*** Block opens ***
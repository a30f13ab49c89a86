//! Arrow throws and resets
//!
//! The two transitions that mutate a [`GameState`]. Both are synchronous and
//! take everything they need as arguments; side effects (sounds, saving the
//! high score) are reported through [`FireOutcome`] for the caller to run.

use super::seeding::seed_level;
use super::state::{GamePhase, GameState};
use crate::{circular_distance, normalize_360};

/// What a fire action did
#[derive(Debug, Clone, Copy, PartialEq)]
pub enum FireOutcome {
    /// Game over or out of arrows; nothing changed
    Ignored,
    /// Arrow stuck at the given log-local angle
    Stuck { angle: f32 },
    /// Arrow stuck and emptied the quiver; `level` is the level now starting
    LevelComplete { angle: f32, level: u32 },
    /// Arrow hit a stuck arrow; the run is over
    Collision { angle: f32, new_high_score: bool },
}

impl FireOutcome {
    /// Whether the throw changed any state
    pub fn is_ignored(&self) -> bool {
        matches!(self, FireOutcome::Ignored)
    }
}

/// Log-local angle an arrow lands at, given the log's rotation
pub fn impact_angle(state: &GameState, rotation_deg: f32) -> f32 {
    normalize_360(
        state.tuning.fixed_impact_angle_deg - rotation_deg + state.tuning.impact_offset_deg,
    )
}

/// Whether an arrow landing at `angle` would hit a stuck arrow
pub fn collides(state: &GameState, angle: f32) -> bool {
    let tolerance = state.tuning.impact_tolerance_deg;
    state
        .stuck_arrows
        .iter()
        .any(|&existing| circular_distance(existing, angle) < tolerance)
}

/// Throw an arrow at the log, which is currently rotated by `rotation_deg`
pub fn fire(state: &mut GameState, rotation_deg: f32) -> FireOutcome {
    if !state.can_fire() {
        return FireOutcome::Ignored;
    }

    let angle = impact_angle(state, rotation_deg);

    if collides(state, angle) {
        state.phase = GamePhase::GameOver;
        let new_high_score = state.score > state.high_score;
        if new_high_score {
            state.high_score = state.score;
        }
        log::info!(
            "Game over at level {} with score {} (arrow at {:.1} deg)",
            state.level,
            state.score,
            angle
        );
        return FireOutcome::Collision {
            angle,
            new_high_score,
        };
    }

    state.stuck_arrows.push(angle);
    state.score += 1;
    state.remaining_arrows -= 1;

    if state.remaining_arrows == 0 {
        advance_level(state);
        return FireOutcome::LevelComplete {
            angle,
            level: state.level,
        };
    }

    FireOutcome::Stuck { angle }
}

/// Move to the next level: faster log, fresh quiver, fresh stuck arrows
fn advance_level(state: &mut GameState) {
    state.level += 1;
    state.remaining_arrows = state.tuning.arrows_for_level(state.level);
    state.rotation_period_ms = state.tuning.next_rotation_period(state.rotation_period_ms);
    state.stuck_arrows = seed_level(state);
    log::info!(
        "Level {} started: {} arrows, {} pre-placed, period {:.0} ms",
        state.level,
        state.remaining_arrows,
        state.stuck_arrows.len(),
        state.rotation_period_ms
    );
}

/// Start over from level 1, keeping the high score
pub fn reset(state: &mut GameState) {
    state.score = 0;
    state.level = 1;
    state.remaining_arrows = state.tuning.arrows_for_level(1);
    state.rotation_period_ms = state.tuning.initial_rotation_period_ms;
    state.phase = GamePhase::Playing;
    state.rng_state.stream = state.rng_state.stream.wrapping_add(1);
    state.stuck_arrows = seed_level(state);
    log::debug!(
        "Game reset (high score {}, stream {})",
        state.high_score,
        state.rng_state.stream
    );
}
*** Block closes ***
_Task instructions:_
Using the material above, copy every line in which the string "super" occurs.

_Task result:_
use super::seeding::seed_level;
use super::state::{GamePhase, GameState};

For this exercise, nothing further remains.